Royal dans le fief parisien de Delanoë

le 06 février 2007 à 02h28 , mis à jour le 06 février 2007 à 02h37

La candidate socialiste tient meeting mardi soir, aux côtés du maire de Paris qui s'engage dans la campagne.

TF1/LCI Ségolène Royal, lors d'un "débat participatif" à Roubaix, le 19 janvier 2007Ségolène Royal, lors d'un "débat participatif" à Roubaix, le 19 janvier 2007 © TF1/LCI

Les apparitions de Ségolène Royal vont se faire très rares cette semaine. Elle se consacre à la finalisation de son programme présidentiel qu'elle dévoilera dimanche prochain. "Dimanche à Montreuil, elle va jouer gros" reconnaît son directeur de campagne Jean-Louis Bianco, même si ses proches tendent à faire diminuer la pression sur cette date devenue clé. Seule entorse à cet agenda studieux, un meeting parisien mardi soir, dans le 13ème arrondissement. A ses côtés, le maire de Paris Bertrand Delanoë tiendra sa première réunion publique et devrait évoquer les questions internationales. Le thème choisi par la candidate socialiste pour ce meeting est la nation et l'Etat.  Présenté dans un premier temps comme un débat participatif, la réunion de mardi à la Halle Carpentier ressemblera finalement à un meeting classique, avec une apparition de l'acteur Philippe Torreton.

Ségolène Royal et Bertrand Delanoë sur une même estrade, c'est un signal de début de mobilisation des "éléphants" du PS jusque là tenus à l'écart de la campagne socialiste.
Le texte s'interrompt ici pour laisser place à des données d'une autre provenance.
impl MemoryGraph {
    pub fn new() -> Self {
        Self::default()
    }

    // ========================================================================
    // Mutation
    // ========================================================================

    /// Add a triple. Returns `false` if it was already present.
    pub fn insert(&mut self, triple: &Triple) -> bool {
        let s = self.terms.intern(&Term::from(triple.subject.clone()));
        let p = self.intern_predicate(&triple.predicate);
        let o = self.terms.intern(&triple.object);
        if !self.triples.insert((s, p, o)) {
            return false;
        }
        self.forward.entry((s, p)).or_default().insert(o);
        self.backward.entry((o, p)).or_default().insert(s);
        self.subjects_by_predicate.entry(p).or_default().insert(s);
        self.objects_by_predicate.entry(p).or_default().insert(o);
        true
    }

    /// Add many triples, returning how many were new.
    pub fn extend<I: IntoIterator<Item = Triple>>(&mut self, triples: I) -> usize {
        let mut added = 0;
        for triple in triples {
            if self.insert(&triple) {
                added += 1;
            }
        }
        tracing::debug!(
            triples = added,
            total = self.triples.len(),
            nodes = self.terms.len(),
            "loaded triples"
        );
        added
    }

    /// Remove a triple. Returns `false` if it was not present.
    pub fn remove(&mut self, triple: &Triple) -> bool {
        let Some((s, p, o)) = self.resolve(triple) else {
            return false;
        };
        if !self.triples.remove(&(s, p, o)) {
            return false;
        }
        if drop_member(&mut self.forward, (s, p), o) {
            drop_member(&mut self.subjects_by_predicate, p, s);
        }
        if drop_member(&mut self.backward, (o, p), s) {
            drop_member(&mut self.objects_by_predicate, p, o);
        }
        true
    }

    // ========================================================================
    // Queries
    // ========================================================================

    pub fn contains(&self, triple: &Triple) -> bool {
        self.resolve(triple)
            .is_some_and(|ids| self.triples.contains(&ids))
    }

    pub fn len(&self) -> usize {
        self.triples.len()
    }

    pub fn is_empty(&self) -> bool {
        self.triples.is_empty()
    }

    /// Triples matching a pattern; `None` is a wildcard. Results are ordered by
    /// node id.
    pub fn search(
        &self,
        subject: Option<&Subject>,
        predicate: Option<&NamedNode>,
        object: Option<&Term>,
    ) -> Vec<Triple> {
        // A bound term the graph has never seen matches nothing.
        let s = match subject.map(|s| self.terms.id_of(&Term::from(s.clone()))) {
            Some(None) => return Vec::new(),
            resolved => resolved.flatten(),
        };
        let p = match predicate.map(|p| self.predicate_id(p.as_ref())) {
            Some(None) => return Vec::new(),
            resolved => resolved.flatten(),
        };
        let o = match object.map(|o| self.terms.id_of(o)) {
            Some(None) => return Vec::new(),
            resolved => resolved.flatten(),
        };

        let mut found: Vec<TripleIds> = match (s, p, o) {
            (Some(s), Some(p), _) => self
                .forward
                .get(&(s, p))
                .into_iter()
                .flat_map(|objects| objects.iter())
                .filter(|object| o.map_or(true, |o| o == *object))
                .map(|object| (s, p, object))
                .collect(),
            (None, Some(p), Some(o)) => self
                .backward
                .get(&(o, p))
                .into_iter()
                .flat_map(|subjects| subjects.iter())
                .map(|subject| (subject, p, o))
                .collect(),
            _ => self
                .triples
                .iter()
                .copied()
                .filter(|(ts, tp, to)| {
                    s.map_or(true, |s| s == *ts)
                        && p.map_or(true, |p| p == *tp)
                        && o.map_or(true, |o| o == *to)
                })
                .collect(),
        };
        found.sort_unstable();
        found.into_iter().filter_map(|ids| self.triple(ids)).collect()
    }

    // ========================================================================
    // Node ids
    // ========================================================================

    pub fn node_id(&self, term: &Term) -> Option<NodeId> {
        self.terms.id_of(term)
    }

    pub fn term(&self, id: NodeId) -> Option<Term> {
        self.terms.lookup(id)
    }

    /// Terms for a set of node ids, in id order. Unknown ids are skipped.
    pub fn terms(&self, nodes: &NodeSet) -> Vec<Term> {
        nodes.iter().filter_map(|id| self.terms.lookup(id)).collect()
    }

    /// Node ids for `terms`. Terms the graph has never seen are skipped.
    pub fn population<'a>(&self, terms: impl IntoIterator<Item = &'a Term>) -> NodeSet {
        terms
            .into_iter()
            .filter_map(|term| self.terms.id_of(term))
            .collect()
    }

    /// Every node appearing as subject or object of a stored triple.
    pub fn all_nodes(&self) -> NodeSet {
        self.subjects() | self.objects()
    }

    pub fn subjects(&self) -> NodeSet {
        self.subjects_by_predicate.values().fold(NodeSet::new(), |acc, s| acc | s)
    }

    pub fn objects(&self) -> NodeSet {
        self.objects_by_predicate.values().fold(NodeSet::new(), |acc, o| acc | o)
    }

    // ========================================================================
    // Internals
    // ========================================================================

    fn predicate_id(&self, predicate: NamedNodeRef<'_>) -> Option<PredicateId> {
        self.predicate_ids.get(predicate.as_str()).copied()
    }

    fn intern_predicate(&mut self, predicate: &NamedNode) -> PredicateId {
        if let Some(id) = self.predicate_id(predicate.as_ref()) {
            return id;
        }
        let id = self.predicates.len() as PredicateId;
        self.predicates.push(predicate.clone());
        self.predicate_ids.insert(predicate.as_str().to_string(), id);
        id
    }

    fn resolve(&self, triple: &Triple) -> Option<TripleIds> {
        let s = self.terms.id_of(&Term::from(triple.subject.clone()))?;
        let p = self.predicate_id(triple.predicate.as_ref())?;
        let o = self.terms.id_of(&triple.object)?;
        Some((s, p, o))
    }

    fn triple(&self, (s, p, o): TripleIds) -> Option<Triple> {
        let subject = match self.terms.lookup(s)? {
            Term::NamedNode(node) => Subject::from(node),
            Term::BlankNode(node) => Subject::from(node),
            _ => return None,
        };
        let predicate = self.predicates.get(p as usize)?.clone();
        let object = self.terms.lookup(o)?;
        Some(Triple::new(subject, predicate, object))
    }

    /// `(rdf:type, class)` ids, if both are known.
    fn class_key(&self, class: NamedNodeRef<'_>) -> Option<(PredicateId, NodeId)> {
        let rdf_type = self.predicate_id(rdf::TYPE)?;
        let class = self.terms.id_of(&Term::from(class.into_owned()))?;
        Some((rdf_type, class))
    }
}
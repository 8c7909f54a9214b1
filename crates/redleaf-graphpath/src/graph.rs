//! The graph collaborator: the only thing the engine asks of a triple store.
//!
//! Node ids are the store's own dense `u32` ids; predicates and classes are
//! passed as IRIs so step trees stay independent of any one store. Lookups
//! return `anyhow::Result` and the engine forwards failures unchanged (wrapped
//! with the step that asked).

use anyhow::Result;
use oxrdf::NamedNodeRef;

use crate::NodeSet;

/// A node of the graph, as identified by the collaborator.
pub type NodeId = u32;

pub trait Graph {
    /// Objects `o` of triples `(subject, predicate, o)`.
    fn objects_of(&self, subject: NodeId, predicate: NamedNodeRef<'_>) -> Result<NodeSet>;

    /// Subjects `s` of triples `(s, predicate, object)`.
    fn subjects_of(&self, predicate: NamedNodeRef<'_>, object: NodeId) -> Result<NodeSet>;

    /// Every node that is the subject of at least one `predicate` triple.
    fn all_subjects_with(&self, predicate: NamedNodeRef<'_>) -> Result<NodeSet>;

    /// Every node that is the object of at least one `predicate` triple.
    fn all_objects_of(&self, predicate: NamedNodeRef<'_>) -> Result<NodeSet>;

    /// Whether `(node, rdf:type, class)` holds.
    fn is_member_of_class(&self, node: NodeId, class: NamedNodeRef<'_>) -> Result<bool>;

    /// Every node typed with `class`.
    fn all_members_of_class(&self, class: NamedNodeRef<'_>) -> Result<NodeSet>;
}

impl<G: Graph + ?Sized> Graph for &G {
    fn objects_of(&self, subject: NodeId, predicate: NamedNodeRef<'_>) -> Result<NodeSet> {
        (**self).objects_of(subject, predicate)
    }

    fn subjects_of(&self, predicate: NamedNodeRef<'_>, object: NodeId) -> Result<NodeSet> {
        (**self).subjects_of(predicate, object)
    }

    fn all_subjects_with(&self, predicate: NamedNodeRef<'_>) -> Result<NodeSet> {
        (**self).all_subjects_with(predicate)
    }

    fn all_objects_of(&self, predicate: NamedNodeRef<'_>) -> Result<NodeSet> {
        (**self).all_objects_of(predicate)
    }

    fn is_member_of_class(&self, node: NodeId, class: NamedNodeRef<'_>) -> Result<bool> {
        (**self).is_member_of_class(node, class)
    }

    fn all_members_of_class(&self, class: NamedNodeRef<'_>) -> Result<NodeSet> {
        (**self).all_members_of_class(class)
    }
}
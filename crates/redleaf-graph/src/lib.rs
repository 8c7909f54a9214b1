//! Reference graph collaborator for GraphPath.
//!
//! [`MemoryGraph`] keeps RDF triples in memory, interns every term to a dense
//! node id ([`TermInterner`]) and implements [`redleaf_graphpath::Graph`] from
//! bitmap indexes, so step trees can be evaluated end to end:
//!
//! ```
//! use oxrdf::{NamedNode, Term, Triple};
//! use redleaf_graph::MemoryGraph;
//! use redleaf_graphpath::{Evaluator, Step};
//!
//! let knows = NamedNode::new("http://xmlns.com/foaf/0.1/knows")?;
//! let alice = NamedNode::new("http://example.org/alice")?;
//! let bob = NamedNode::new("http://example.org/bob")?;
//!
//! let mut graph = MemoryGraph::new();
//! graph.insert(&Triple::new(alice, knows.clone(), bob.clone()));
//!
//! let evaluator = Evaluator::new(&graph);
//! let reached = evaluator.bind(graph.all_nodes(), Step::from(knows)).to_set()?;
//! assert_eq!(graph.terms(&reached), vec![Term::from(bob)]);
//! # Ok::<(), Box<dyn std::error::Error>>(())
//! ```

pub mod interner;
pub mod memory;

pub use interner::TermInterner;
pub use memory::MemoryGraph;
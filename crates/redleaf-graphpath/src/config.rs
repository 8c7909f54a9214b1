//! Evaluation configuration.

use serde::{Deserialize, Serialize};

use crate::error::Result;

/// Knobs for an [`crate::Evaluator`].
///
/// Every field has a default, so a partial JSON document is accepted:
///
/// ```
/// use redleaf_graphpath::EvalConfig;
///
/// let config = EvalConfig::from_json_str(r#"{ "scan_limit": 10000 }"#).unwrap();
/// assert_eq!(config.scan_limit, Some(10000));
/// assert!(!config.prefer_scan);
/// ```
#[derive(Debug, Clone, Default, PartialEq, Eq, Serialize, Deserialize)]
#[serde(default)]
pub struct EvalConfig {
    /// Decline every efficient `initials`/`terminals` answer, so all
    /// operators take their population-scanning path.
    pub prefer_scan: bool,
    /// Refuse brute-force scans over populations larger than this.
    pub scan_limit: Option<u64>,
}

impl EvalConfig {
    pub fn from_json_str(text: &str) -> Result<Self> {
        Ok(serde_json::from_str(text)?)
    }

    /// Configuration that forces the brute-force strategy everywhere.
    pub fn scanning() -> Self {
        Self {
            prefer_scan: true,
            ..Self::default()
        }
    }
}
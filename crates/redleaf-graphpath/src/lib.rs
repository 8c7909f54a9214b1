//! GraphPath: a small algebra of path expressions over an RDF graph.
//!
//! Step expressions ([`Step`]) are built from atomic steps (a property, a
//! class, the identity) with composition, filtering, projection, union,
//! intersection and inversion. An [`Evaluator`] answers four primitives for a
//! step against a population of graph nodes: `initials`, `terminals`, `match`
//! and `values`.
//!
//! ## Strategies
//!
//! `initials`/`terminals` are answered from the graph collaborator's indexes
//! when the step allows it. A step that cannot (e.g. [`Step::HasNo`]) declines,
//! and the enclosing operator scans the population instead with
//! `filter_initials`/`filter_terminals`. Declining is a plain `Option`, never
//! an error, and never escapes [`Evaluator::initials_or_scan`],
//! [`Evaluator::terminals_or_scan`] or a [`BoundPath`].
//!
//! ## Example
//!
//! Any store implementing [`Graph`] can be queried; here a small table of
//! `(subject, predicate, object)` arcs over node ids `0..4`.
//!
//! ```
//! # use oxrdf::NamedNodeRef;
//! # use redleaf_graphpath::{Graph, NodeId, NodeSet};
//! # struct Arcs(Vec<(NodeId, &'static str, NodeId)>);
//! # impl Arcs {
//! #     fn select(&self, keep: impl Fn(NodeId, &str, NodeId) -> Option<NodeId>) -> NodeSet {
//! #         self.0.iter().filter_map(|&(s, p, o)| keep(s, p, o)).collect()
//! #     }
//! # }
//! # impl Graph for Arcs {
//! #     fn objects_of(&self, subject: NodeId, p: NamedNodeRef<'_>) -> anyhow::Result<NodeSet> {
//! #         Ok(self.select(|s, q, o| (s == subject && q == p.as_str()).then_some(o)))
//! #     }
//! #     fn subjects_of(&self, p: NamedNodeRef<'_>, object: NodeId) -> anyhow::Result<NodeSet> {
//! #         Ok(self.select(|s, q, o| (o == object && q == p.as_str()).then_some(s)))
//! #     }
//! #     fn all_subjects_with(&self, p: NamedNodeRef<'_>) -> anyhow::Result<NodeSet> {
//! #         Ok(self.select(|s, q, _| (q == p.as_str()).then_some(s)))
//! #     }
//! #     fn all_objects_of(&self, p: NamedNodeRef<'_>) -> anyhow::Result<NodeSet> {
//! #         Ok(self.select(|_, q, o| (q == p.as_str()).then_some(o)))
//! #     }
//! #     fn is_member_of_class(&self, node: NodeId, c: NamedNodeRef<'_>) -> anyhow::Result<bool> {
//! #         Ok(self.objects_of(node, oxrdf::vocab::rdf::TYPE)?.iter().any(|o| o == class_id(c)))
//! #     }
//! #     fn all_members_of_class(&self, c: NamedNodeRef<'_>) -> anyhow::Result<NodeSet> {
//! #         self.subjects_of(oxrdf::vocab::rdf::TYPE, class_id(c))
//! #     }
//! # }
//! # fn class_id(_: NamedNodeRef<'_>) -> NodeId { 3 }
//! use redleaf_graphpath::{Evaluator, Step};
//!
//! const KNOWS: &str = "http://xmlns.com/foaf/0.1/knows";
//! const TYPE: &str = "http://www.w3.org/1999/02/22-rdf-syntax-ns#type";
//!
//! // 0 knows 1, 1 knows 2; 0 and 1 are typed with class node 3.
//! let graph = Arcs(vec![(0, KNOWS, 1), (1, KNOWS, 2), (0, TYPE, 3), (1, TYPE, 3)]);
//!
//! let knows = Step::arc(KNOWS)?;
//! let person = Step::class("http://xmlns.com/foaf/0.1/Person")?;
//! let friends_of_people = person.compose(knows.clone());
//! let friends_of_friends = knows.clone().compose(knows);
//!
//! let evaluator = Evaluator::new(&graph);
//! let population: NodeSet = (0..4).collect();
//! let found: Vec<NodeId> = evaluator
//!     .bind(population.clone(), friends_of_people)
//!     .iter()
//!     .collect::<Result<_, _>>()?;
//! assert_eq!(found, vec![1, 2]);
//! assert_eq!(evaluator.bind(population, friends_of_friends).first()?, 2);
//! # Ok::<(), redleaf_graphpath::PathError>(())
//! ```

pub mod bound;
pub mod config;
pub mod error;
pub mod eval;
pub mod graph;
pub mod step;

pub use bound::{BoundPath, Terminals};
pub use config::EvalConfig;
pub use error::{PathError, Result};
pub use eval::{Evaluator, NodeStream};
pub use graph::{Graph, NodeId};
pub use step::Step;

/// A set of graph nodes: populations and primitive results.
pub type NodeSet = roaring::RoaringBitmap;
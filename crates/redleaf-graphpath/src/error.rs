//! Errors raised while building or evaluating path expressions.
//!
//! A step declining an efficient strategy is *not* an error: see
//! [`crate::Evaluator::initials`] for how that is signalled.

use thiserror::Error;

pub type Result<T, E = PathError> = std::result::Result<T, E>;

#[derive(Debug, Error)]
pub enum PathError {
    /// A step was constructed with something that is not an absolute IRI.
    #[error("malformed {operator} step: `{iri}` is not a valid IRI")]
    InvalidIri {
        operator: &'static str,
        iri: String,
        #[source]
        source: oxrdf::IriParseError,
    },

    /// The graph collaborator failed; the original error is kept as the source.
    #[error("graph lookup failed in `{primitive}` of {step}")]
    Graph {
        step: String,
        primitive: &'static str,
        #[source]
        source: anyhow::Error,
    },

    #[error("brute-force scan of {step} over {population} nodes exceeds the scan limit of {limit}")]
    ScanLimitExceeded {
        step: String,
        population: u64,
        limit: u64,
    },

    #[error("path {step} yields an empty set")]
    EmptyPath { step: String },

    #[error("invalid evaluation config: {0}")]
    Config(#[from] serde_json::Error),
}
//! Paces calendar writes to stay within the provider's request rate.

use std::future::Future;

use tokio::time::{sleep_until, Duration, Instant};

/// Runs operations one after another with a minimum interval between their starts.
///
/// `run` borrows the throttle mutably, so only one operation can be in flight.
#[derive(Debug)]
pub struct Throttle {
    interval: Duration,
    last_start: Option<Instant>,
}

impl Throttle {
    pub fn new(interval: Duration) -> Self {
        Self {
            interval,
            last_start: None,
        }
    }

    /// Wait for the next free slot, then run `operation` to completion.
    pub async fn run<F, Fut, T>(&mut self, operation: F) -> T
    where
        F: FnOnce() -> Fut,
        Fut: Future<Output = T>,
    {
        if let Some(last_start) = self.last_start {
            sleep_until(last_start + self.interval).await;
        }
        self.last_start = Some(Instant::now());
        operation().await
    }
}
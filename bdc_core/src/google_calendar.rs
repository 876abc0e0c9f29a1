//! A small client for the parts of the Google Calendar v3 API used here.

use async_trait::async_trait;
use chrono::{DateTime, FixedOffset, NaiveDate, Utc};
use log::debug;
use once_cell::sync::Lazy;
use reqwest::{Response, Url};
use serde::{Deserialize, Serialize};
use yup_oauth2::{ServiceAccountAuthenticator, ServiceAccountKey};

use crate::{Error, Result};

static BASE_URL: Lazy<Url> =
    Lazy::new(|| Url::parse("https://www.googleapis.com/calendar/v3").unwrap());
static TOKEN_URI: &str = "https://oauth2.googleapis.com/token";
static SCOPES: [&str; 2] = [
    "https://www.googleapis.com/auth/calendar",
    "https://www.googleapis.com/auth/calendar.events",
];

/// The service account which owns or was shared the calendar.
#[derive(Debug, Clone)]
pub struct ServiceAccountCredentials {
    pub client_email: String,
    /// PEM encoded private key.
    pub private_key: String,
}

/// An event as the API returns or accepts it, reduced to the fields this crate touches.
#[derive(Debug, Clone, Default, PartialEq, Serialize, Deserialize)]
#[serde(rename_all = "camelCase")]
pub struct EventResource {
    #[serde(default)]
    pub summary: String,
    #[serde(skip_serializing_if = "Option::is_none")]
    pub start: Option<EventDate>,
    #[serde(skip_serializing_if = "Option::is_none")]
    pub end: Option<EventDate>,
    #[serde(skip_serializing_if = "Option::is_none")]
    pub transparency: Option<String>,
    #[serde(skip_serializing_if = "Option::is_none")]
    pub reminders: Option<Reminders>,
}

/// Either `date` is set for all-day events or `date_time` for timed ones.
#[derive(Debug, Clone, Default, PartialEq, Serialize, Deserialize)]
#[serde(rename_all = "camelCase")]
pub struct EventDate {
    #[serde(skip_serializing_if = "Option::is_none")]
    pub date: Option<NaiveDate>,
    #[serde(skip_serializing_if = "Option::is_none")]
    pub date_time: Option<DateTime<FixedOffset>>,
}

impl EventDate {
    pub fn all_day(date: NaiveDate) -> Self {
        Self {
            date: Some(date),
            date_time: None,
        }
    }

    /// The calendar day this date falls on.
    pub fn day(&self) -> Option<NaiveDate> {
        self.date
            .or_else(|| self.date_time.map(|date_time| date_time.date_naive()))
    }
}

#[derive(Debug, Clone, PartialEq, Serialize, Deserialize)]
#[serde(rename_all = "camelCase")]
pub struct Reminders {
    pub use_default: bool,
    #[serde(default)]
    pub overrides: Vec<ReminderOverride>,
}

#[derive(Debug, Clone, PartialEq, Serialize, Deserialize)]
pub struct ReminderOverride {
    pub method: String,
    pub minutes: u32,
}

#[derive(Debug, Deserialize)]
#[serde(rename_all = "camelCase")]
struct EventsPage {
    #[serde(default)]
    items: Vec<EventResource>,
    next_page_token: Option<String>,
}

/// The calendar operations a sync run needs.
#[async_trait]
pub trait CalendarPort: Send + Sync {
    /// List every single (expanded) event starting at or after `time_min`, ordered by start.
    ///
    /// # Errors
    ///
    /// Returns [`Error::CalendarAccess`] when the request fails.
    async fn list_upcoming(&self, time_min: DateTime<Utc>) -> Result<Vec<EventResource>>;

    /// Insert a new event.
    ///
    /// # Errors
    ///
    /// Returns [`Error::CalendarWrite`] when the request fails.
    async fn insert(&self, event: &EventResource) -> Result<()>;
}

/// One calendar, accessed as a service account.
pub struct GoogleCalendar {
    client: reqwest::Client,
    calendar_id: String,
    access_token: String,
}

impl GoogleCalendar {
    /// Authenticate as the service account and bind to the calendar.
    pub async fn connect(
        credentials: &ServiceAccountCredentials,
        calendar_id: &str,
    ) -> Result<Self> {
        let key: ServiceAccountKey = serde_json::from_value(serde_json::json!({
            "type": "service_account",
            "client_email": credentials.client_email,
            "private_key": credentials.private_key,
            "token_uri": TOKEN_URI,
        }))
        .map_err(access_error)?;
        let authenticator = ServiceAccountAuthenticator::builder(key)
            .build()
            .await
            .map_err(access_error)?;
        let token = authenticator.token(&SCOPES).await.map_err(access_error)?;
        let access_token = token
            .token()
            .ok_or_else(|| Error::CalendarAccess(String::from("no access token was issued")))?;
        debug!("Authenticated as {}", credentials.client_email);
        Ok(Self::new(calendar_id, access_token))
    }

    fn new(calendar_id: &str, access_token: &str) -> Self {
        Self {
            client: reqwest::Client::new(),
            calendar_id: String::from(calendar_id),
            access_token: String::from(access_token),
        }
    }

    /// The events collection of the calendar; the id is percent-encoded as a path segment.
    fn events_url(&self) -> Result<Url> {
        let mut url = Url::clone(&BASE_URL);
        url.path_segments_mut()
            .map_err(|()| Error::Config(format!("{} is not a base URL", BASE_URL.as_str())))?
            .pop_if_empty()
            .extend(["calendars", self.calendar_id.as_str(), "events"]);
        Ok(url)
    }
}

#[async_trait]
impl CalendarPort for GoogleCalendar {
    async fn list_upcoming(&self, time_min: DateTime<Utc>) -> Result<Vec<EventResource>> {
        let url = self.events_url()?;
        let time_min = time_min.to_rfc3339();
        let mut events = vec![];
        let mut page_token: Option<String> = None;
        loop {
            let mut query = vec![
                ("timeMin", time_min.clone()),
                ("singleEvents", String::from("true")),
                ("orderBy", String::from("startTime")),
            ];
            if let Some(page_token) = &page_token {
                query.push(("pageToken", page_token.clone()));
            }
            let page: EventsPage = self
                .client
                .get(url.clone())
                .bearer_auth(&self.access_token)
                .query(&query)
                .send()
                .await
                .and_then(Response::error_for_status)
                .map_err(access_error)?
                .json()
                .await
                .map_err(access_error)?;
            debug!("Listed {} events", page.items.len());
            events.extend(page.items);
            match page.next_page_token {
                Some(next_page_token) => page_token = Some(next_page_token),
                None => break,
            }
        }
        Ok(events)
    }

    async fn insert(&self, event: &EventResource) -> Result<()> {
        self.client
            .post(self.events_url()?)
            .bearer_auth(&self.access_token)
            .json(event)
            .send()
            .await
            .and_then(Response::error_for_status)
            .map_err(|err| Error::CalendarWrite(format!("{}: {err}", event.summary)))?;
        Ok(())
    }
}

fn access_error(err: impl std::fmt::Display) -> Error {
    Error::CalendarAccess(err.to_string())
}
Même Lionel Jospin avait été invité à cette soirée par la présidente de Poitou-Charentes mais ses proches ont fait savoir qu'il n'était pas disponible mardi soir. Interrogée par Le Monde sur cette absence, Ségolène Royal a vivement réagi : "Ne rapetissez pas la politique. Il peut y avoir une colère des Français".

Les ex-rivaux de Royal en renfort

Face à la pression de la droite et de mauvais sondages, d'anciens adversaires internes de Ségolène Royal montent au créneau. Bras droit de Laurent Fabius, Claude Bartolone l'a comparée dimanche à Aimé Jacquet, dont la méthode avait désarçonné les tenants du classicisme footballistique en 1998 avant de conduire les Bleus à la victoire. Le député de Seine-Saint-Denis tiendra l'un des points de presse quotidiens de campagne de cette semaine, marchant dans les pas de Jean-Christophe Cambadélis, principal lieutenant de Dominique Strauss-Kahn, annoncé au siège du PS mardi.

La riposte s'organise également pour la fin du mois : Ségolène Royal et Laurent Fabius feront meeting commun le 24 février en Seine-Maritime et l'entourage de la candidate travaille à un meeting aux côtés de Dominique Strauss-Kahn, en banlieue parisienne.